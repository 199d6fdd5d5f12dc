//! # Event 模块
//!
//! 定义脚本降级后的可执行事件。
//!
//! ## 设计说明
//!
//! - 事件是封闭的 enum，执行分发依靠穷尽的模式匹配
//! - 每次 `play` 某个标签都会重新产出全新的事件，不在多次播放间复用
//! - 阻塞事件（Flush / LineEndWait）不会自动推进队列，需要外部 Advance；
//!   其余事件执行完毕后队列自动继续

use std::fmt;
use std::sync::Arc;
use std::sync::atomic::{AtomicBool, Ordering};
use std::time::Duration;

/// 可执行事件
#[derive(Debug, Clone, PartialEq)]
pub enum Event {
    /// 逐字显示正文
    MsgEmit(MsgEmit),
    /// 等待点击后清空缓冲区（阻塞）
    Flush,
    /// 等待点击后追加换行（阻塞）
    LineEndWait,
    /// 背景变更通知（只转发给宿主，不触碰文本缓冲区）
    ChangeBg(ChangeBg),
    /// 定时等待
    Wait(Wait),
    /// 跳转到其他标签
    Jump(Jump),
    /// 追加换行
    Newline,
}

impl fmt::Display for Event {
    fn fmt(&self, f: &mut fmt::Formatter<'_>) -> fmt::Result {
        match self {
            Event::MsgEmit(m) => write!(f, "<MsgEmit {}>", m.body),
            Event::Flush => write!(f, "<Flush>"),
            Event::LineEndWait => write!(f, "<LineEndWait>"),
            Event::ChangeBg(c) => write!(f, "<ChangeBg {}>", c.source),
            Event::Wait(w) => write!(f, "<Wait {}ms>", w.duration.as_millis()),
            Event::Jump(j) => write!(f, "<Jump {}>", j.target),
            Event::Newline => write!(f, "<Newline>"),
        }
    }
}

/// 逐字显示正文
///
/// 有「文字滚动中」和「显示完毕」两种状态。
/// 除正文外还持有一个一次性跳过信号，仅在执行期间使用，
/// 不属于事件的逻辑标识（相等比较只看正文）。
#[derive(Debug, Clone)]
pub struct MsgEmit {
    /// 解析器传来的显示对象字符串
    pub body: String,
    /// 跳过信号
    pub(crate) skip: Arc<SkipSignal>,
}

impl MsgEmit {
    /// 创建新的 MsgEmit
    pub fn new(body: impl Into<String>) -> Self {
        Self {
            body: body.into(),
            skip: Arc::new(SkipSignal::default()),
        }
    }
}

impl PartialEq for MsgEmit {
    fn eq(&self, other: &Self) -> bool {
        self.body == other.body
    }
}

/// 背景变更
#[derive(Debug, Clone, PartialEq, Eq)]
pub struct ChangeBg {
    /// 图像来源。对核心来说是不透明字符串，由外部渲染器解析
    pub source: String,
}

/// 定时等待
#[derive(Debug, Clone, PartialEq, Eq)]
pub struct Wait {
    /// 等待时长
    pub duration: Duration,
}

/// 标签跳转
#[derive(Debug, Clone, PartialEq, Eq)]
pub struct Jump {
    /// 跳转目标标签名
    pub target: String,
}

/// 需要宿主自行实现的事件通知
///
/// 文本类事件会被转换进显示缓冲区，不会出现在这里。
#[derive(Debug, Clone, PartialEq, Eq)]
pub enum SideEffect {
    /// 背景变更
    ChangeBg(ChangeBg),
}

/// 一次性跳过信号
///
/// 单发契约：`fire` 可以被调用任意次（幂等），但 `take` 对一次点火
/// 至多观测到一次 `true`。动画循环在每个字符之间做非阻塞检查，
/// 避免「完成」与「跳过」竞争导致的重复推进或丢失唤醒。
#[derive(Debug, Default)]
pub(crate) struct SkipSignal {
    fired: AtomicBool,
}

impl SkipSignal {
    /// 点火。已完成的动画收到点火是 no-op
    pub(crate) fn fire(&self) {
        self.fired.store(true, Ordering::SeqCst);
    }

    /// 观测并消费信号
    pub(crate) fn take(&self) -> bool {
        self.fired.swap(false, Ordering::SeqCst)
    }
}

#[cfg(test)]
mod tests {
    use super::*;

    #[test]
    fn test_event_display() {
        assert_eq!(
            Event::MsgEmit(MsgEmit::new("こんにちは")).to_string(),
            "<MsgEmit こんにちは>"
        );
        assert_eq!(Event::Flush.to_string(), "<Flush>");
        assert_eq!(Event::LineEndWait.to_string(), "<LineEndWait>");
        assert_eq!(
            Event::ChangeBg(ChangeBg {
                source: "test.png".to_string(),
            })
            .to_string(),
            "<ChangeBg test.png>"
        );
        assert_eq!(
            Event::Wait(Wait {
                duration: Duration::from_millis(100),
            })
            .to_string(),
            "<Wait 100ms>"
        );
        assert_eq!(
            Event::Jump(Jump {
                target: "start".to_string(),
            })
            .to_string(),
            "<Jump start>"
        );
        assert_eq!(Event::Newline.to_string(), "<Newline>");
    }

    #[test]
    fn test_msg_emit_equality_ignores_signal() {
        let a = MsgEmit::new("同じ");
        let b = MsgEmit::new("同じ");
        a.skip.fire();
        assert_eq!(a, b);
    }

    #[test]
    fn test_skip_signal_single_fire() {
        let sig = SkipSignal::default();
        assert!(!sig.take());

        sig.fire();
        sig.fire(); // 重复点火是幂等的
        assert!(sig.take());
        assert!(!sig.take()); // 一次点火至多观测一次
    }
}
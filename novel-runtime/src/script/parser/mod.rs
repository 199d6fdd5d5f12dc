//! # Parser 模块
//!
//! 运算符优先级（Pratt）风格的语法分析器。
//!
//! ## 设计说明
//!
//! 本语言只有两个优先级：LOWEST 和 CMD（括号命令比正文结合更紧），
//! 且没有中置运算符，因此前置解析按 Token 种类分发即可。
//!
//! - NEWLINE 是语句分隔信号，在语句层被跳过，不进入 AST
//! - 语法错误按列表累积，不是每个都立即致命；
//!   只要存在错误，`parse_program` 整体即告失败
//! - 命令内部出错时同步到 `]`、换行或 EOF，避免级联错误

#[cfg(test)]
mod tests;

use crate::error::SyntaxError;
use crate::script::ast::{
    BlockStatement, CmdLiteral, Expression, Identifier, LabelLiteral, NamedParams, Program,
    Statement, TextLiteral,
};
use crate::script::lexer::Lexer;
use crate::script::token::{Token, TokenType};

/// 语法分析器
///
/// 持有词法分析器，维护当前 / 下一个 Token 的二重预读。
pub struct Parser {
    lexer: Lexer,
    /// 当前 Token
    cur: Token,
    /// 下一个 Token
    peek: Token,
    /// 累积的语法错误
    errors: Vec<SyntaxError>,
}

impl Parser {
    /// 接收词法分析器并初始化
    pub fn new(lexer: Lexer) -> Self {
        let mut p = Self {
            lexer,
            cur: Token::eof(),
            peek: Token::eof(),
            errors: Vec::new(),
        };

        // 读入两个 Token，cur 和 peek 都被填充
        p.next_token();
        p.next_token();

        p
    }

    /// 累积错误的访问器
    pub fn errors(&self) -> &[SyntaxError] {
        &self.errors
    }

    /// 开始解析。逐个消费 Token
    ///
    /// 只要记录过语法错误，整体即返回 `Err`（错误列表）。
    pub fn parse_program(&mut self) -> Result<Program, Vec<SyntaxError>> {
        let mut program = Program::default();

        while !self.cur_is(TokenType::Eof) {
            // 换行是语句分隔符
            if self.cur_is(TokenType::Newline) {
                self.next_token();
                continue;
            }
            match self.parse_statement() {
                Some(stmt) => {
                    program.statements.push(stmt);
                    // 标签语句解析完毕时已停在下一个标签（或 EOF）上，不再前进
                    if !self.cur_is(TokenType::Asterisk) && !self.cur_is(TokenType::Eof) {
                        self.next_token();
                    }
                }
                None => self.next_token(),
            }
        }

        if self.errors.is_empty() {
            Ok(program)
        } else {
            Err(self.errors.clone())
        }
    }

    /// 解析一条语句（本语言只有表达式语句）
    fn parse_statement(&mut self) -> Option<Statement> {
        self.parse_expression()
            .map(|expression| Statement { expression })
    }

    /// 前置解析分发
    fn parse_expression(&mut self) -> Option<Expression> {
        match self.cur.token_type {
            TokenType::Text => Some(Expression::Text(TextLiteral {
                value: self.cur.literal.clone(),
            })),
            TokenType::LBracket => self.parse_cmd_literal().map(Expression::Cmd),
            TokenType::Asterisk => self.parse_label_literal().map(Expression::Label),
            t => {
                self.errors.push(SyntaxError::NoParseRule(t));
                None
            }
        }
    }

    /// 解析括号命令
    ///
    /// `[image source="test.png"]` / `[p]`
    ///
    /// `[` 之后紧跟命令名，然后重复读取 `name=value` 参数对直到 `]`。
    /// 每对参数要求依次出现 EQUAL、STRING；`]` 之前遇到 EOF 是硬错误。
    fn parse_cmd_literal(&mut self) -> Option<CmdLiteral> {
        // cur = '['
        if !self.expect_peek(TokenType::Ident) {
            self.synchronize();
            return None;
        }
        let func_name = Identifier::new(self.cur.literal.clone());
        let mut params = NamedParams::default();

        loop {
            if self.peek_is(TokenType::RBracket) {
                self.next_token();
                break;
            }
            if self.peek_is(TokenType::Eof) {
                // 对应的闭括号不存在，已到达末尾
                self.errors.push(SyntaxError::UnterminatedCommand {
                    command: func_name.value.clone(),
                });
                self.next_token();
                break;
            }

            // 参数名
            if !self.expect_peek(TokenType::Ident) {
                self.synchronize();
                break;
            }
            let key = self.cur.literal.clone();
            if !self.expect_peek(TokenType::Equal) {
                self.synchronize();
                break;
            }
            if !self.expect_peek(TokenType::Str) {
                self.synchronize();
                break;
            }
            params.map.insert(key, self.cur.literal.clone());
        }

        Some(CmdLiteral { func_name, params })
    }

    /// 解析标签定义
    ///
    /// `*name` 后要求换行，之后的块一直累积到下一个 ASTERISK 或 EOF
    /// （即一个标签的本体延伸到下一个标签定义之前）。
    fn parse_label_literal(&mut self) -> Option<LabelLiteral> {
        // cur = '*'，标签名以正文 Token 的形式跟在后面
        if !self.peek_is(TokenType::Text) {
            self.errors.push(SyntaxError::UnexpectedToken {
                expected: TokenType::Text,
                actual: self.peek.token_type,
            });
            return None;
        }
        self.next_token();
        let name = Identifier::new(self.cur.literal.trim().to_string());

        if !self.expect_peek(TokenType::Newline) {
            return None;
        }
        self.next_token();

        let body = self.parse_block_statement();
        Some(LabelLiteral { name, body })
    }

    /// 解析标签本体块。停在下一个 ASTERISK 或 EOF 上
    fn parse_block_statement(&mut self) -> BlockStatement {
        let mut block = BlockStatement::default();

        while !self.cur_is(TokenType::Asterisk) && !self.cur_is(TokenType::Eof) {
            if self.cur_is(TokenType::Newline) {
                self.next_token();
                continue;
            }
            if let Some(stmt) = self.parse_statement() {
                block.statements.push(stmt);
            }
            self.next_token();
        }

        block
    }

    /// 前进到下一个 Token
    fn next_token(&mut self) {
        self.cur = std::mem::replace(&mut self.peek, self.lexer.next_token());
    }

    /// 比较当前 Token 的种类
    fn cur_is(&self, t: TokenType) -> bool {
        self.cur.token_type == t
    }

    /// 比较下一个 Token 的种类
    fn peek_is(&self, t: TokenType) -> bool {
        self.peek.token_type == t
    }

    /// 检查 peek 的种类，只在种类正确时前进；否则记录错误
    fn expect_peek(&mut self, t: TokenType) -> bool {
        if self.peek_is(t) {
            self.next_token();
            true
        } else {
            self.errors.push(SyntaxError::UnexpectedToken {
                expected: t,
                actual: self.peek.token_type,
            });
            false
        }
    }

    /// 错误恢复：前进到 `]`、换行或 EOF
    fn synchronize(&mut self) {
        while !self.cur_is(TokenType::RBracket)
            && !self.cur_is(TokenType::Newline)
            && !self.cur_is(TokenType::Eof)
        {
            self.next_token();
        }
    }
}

----

» Prompt
Up to and including the line with "use std::fmt;", repeat the entries exactly, beginning at their first line.

» Solution to this problem
repository 199d6fdd5d5f12dc
//! # Event 模块
//!
//! 定义脚本降级后的可执行事件。
//!
//! ## 设计说明
//!
//! - 事件是封闭的 enum，执行分发依靠穷尽的模式匹配
//! - 每次 `play` 某个标签都会重新产出全新的事件，不在多次播放间复用
//! - 阻塞事件（Flush / LineEndWait）不会自动推进队列，需要外部 Advance；
//!   其余事件执行完毕后队列自动继续

use std::fmt;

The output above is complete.